◆ **WHAT THIS TASK INVOLVES**
Beginning with the first line of the data below, set down each line exactly through the line that contains "pub shell: &'a".
--------------------------------
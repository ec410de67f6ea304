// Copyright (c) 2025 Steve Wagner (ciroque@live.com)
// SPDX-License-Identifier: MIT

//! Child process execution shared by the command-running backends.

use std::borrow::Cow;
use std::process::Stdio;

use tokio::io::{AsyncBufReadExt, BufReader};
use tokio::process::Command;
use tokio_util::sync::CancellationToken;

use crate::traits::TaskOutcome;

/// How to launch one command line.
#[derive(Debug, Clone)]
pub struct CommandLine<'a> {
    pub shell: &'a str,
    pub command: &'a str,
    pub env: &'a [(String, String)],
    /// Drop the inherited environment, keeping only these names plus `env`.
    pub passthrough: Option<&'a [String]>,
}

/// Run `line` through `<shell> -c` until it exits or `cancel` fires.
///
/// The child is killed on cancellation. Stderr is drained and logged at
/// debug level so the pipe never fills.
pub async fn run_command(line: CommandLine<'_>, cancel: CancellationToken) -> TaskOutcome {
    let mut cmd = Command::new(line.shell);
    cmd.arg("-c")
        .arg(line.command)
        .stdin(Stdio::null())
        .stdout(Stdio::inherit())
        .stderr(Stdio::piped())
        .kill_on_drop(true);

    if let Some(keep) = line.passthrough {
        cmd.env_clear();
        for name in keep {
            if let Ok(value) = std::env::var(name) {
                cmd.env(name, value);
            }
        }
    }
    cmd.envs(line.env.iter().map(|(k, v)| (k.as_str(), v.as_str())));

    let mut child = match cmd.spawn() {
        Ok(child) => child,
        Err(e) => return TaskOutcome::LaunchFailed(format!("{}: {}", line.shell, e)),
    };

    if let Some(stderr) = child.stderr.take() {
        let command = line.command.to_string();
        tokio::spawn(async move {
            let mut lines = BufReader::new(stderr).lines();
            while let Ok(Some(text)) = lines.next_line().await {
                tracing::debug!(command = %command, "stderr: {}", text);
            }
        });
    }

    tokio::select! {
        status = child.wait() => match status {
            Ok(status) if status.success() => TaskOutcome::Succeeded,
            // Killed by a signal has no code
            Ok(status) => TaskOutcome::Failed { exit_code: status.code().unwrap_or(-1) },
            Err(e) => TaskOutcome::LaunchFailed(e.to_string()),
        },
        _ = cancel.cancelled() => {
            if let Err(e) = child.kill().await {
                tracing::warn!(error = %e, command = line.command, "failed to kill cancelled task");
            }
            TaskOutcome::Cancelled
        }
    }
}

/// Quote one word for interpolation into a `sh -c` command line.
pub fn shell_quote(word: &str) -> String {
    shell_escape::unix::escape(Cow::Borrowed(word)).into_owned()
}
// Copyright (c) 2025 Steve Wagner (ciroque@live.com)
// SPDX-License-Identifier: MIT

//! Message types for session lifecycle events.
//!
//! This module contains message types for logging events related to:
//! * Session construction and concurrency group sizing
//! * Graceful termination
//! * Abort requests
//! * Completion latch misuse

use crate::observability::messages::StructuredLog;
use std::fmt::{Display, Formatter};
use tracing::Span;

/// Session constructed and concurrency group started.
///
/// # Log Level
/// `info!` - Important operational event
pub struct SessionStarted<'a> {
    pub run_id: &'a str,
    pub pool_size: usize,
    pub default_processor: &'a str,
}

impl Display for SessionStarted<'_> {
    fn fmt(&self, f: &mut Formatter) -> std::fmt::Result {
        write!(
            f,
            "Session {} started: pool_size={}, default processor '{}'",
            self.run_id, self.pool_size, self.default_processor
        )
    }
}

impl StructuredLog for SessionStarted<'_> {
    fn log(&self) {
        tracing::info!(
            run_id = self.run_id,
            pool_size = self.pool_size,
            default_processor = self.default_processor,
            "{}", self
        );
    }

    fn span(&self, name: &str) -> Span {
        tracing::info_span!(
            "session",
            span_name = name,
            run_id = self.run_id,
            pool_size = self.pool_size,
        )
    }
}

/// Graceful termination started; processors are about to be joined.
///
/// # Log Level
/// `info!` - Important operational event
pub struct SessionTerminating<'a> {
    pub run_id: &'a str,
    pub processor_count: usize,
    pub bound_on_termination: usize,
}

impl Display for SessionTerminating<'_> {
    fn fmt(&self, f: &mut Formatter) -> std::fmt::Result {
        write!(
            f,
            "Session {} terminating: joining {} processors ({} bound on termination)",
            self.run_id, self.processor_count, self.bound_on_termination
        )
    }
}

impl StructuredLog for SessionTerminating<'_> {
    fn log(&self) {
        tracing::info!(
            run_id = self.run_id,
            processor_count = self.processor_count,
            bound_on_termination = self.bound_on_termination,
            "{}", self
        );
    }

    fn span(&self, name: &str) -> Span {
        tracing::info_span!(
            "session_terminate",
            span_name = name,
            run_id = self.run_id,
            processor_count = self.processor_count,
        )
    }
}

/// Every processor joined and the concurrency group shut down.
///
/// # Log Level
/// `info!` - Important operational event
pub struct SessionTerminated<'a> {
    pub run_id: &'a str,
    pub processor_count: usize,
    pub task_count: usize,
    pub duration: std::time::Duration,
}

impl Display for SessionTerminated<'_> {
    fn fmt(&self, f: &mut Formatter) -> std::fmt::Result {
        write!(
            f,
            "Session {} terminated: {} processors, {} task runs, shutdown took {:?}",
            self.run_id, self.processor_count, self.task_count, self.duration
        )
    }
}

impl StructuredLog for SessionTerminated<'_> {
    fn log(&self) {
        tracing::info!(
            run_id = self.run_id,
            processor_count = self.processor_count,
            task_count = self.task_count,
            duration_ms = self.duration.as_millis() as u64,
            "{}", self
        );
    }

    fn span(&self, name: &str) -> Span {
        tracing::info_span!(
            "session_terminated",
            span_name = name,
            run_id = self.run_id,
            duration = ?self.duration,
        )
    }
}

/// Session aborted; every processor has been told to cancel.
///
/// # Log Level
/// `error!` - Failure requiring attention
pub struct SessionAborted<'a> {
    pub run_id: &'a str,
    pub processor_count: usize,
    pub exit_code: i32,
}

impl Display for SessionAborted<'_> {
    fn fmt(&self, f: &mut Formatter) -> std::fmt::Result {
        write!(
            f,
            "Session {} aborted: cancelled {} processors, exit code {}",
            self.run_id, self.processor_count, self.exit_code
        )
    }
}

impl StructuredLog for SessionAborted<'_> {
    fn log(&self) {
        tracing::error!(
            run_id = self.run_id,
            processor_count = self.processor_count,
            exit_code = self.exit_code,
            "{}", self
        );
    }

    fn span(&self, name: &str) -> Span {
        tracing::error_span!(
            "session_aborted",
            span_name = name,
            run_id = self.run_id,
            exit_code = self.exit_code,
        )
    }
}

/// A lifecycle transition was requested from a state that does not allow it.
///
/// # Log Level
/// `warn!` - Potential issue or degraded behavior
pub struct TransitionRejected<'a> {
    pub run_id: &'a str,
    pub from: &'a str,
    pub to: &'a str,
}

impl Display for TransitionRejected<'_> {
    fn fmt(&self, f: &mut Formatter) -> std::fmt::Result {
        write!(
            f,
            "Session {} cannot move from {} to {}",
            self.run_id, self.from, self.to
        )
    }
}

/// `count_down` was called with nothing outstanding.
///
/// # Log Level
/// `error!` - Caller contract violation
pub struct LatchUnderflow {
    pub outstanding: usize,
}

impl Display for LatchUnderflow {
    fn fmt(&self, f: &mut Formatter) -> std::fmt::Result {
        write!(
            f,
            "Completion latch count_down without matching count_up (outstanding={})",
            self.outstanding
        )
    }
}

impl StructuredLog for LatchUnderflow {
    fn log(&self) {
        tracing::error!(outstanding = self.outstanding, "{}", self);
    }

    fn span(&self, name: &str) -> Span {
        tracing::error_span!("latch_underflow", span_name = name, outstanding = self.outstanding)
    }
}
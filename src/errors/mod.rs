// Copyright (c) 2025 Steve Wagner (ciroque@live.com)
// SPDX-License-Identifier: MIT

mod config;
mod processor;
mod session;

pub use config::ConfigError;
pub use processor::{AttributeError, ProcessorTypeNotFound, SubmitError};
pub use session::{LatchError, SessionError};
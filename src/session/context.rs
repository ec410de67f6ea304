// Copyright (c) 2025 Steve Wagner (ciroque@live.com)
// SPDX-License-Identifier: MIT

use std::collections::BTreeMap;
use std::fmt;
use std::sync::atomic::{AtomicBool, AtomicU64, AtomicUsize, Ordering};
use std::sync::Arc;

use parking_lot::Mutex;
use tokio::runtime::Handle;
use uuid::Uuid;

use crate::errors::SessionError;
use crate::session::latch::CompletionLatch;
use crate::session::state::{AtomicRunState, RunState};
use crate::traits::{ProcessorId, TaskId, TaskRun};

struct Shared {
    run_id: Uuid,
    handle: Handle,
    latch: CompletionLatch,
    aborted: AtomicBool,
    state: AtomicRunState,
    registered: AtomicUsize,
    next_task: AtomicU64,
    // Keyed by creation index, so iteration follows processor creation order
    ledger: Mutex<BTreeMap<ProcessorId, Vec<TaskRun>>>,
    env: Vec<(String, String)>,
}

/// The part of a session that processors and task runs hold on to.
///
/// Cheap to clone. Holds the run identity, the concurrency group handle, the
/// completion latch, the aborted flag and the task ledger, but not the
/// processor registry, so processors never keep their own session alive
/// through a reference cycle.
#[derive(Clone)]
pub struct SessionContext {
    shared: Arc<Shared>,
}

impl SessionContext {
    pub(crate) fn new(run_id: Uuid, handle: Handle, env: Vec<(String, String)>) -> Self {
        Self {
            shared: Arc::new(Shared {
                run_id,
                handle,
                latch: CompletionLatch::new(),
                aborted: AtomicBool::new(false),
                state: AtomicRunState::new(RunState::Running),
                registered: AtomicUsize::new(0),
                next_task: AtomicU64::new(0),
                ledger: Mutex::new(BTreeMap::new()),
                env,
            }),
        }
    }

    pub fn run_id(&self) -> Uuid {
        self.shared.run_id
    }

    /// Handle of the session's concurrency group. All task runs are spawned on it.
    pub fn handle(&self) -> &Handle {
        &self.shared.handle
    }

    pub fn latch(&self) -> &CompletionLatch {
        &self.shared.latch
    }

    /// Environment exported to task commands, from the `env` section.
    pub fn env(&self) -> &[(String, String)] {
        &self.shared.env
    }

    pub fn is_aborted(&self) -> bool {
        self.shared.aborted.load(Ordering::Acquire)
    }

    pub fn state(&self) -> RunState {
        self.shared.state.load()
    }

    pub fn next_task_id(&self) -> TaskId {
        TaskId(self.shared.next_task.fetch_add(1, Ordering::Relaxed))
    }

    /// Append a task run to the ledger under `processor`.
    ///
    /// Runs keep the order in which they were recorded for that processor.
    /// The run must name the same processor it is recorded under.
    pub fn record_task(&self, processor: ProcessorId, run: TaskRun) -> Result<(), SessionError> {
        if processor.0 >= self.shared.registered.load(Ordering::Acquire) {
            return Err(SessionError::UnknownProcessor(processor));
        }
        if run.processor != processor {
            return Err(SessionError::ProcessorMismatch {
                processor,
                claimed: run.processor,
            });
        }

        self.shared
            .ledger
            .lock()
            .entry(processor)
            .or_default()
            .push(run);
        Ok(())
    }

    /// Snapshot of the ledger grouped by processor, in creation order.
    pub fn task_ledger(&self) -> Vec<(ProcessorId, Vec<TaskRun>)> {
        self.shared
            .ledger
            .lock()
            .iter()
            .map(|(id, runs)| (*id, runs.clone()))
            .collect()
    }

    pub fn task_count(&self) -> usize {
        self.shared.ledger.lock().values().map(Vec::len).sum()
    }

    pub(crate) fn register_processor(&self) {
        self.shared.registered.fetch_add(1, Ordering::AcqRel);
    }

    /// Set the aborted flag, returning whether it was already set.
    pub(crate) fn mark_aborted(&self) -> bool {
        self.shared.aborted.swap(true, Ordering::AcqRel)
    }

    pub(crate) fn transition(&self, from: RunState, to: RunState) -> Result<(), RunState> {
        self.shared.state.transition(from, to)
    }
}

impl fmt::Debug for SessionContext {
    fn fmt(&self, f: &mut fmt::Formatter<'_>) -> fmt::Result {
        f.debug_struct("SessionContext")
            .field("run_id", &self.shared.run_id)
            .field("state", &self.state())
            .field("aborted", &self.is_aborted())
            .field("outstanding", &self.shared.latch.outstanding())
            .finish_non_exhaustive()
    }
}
--------------------------------
◆ **ANSWER TO THIS TASK**
repository ec410de67f6ea304
// Copyright (c) 2025 Steve Wagner (ciroque@live.com)
// SPDX-License-Identifier: MIT

//! Child process execution shared by the command-running backends.

use std::borrow::Cow;
use std::process::Stdio;

use tokio::io::{AsyncBufReadExt, BufReader};
use tokio::process::Command;
use tokio_util::sync::CancellationToken;

use crate::traits::TaskOutcome;

/// How to launch one command line.
#[derive(Debug, Clone)]
pub struct CommandLine<'a> {
    pub shell: &'a str,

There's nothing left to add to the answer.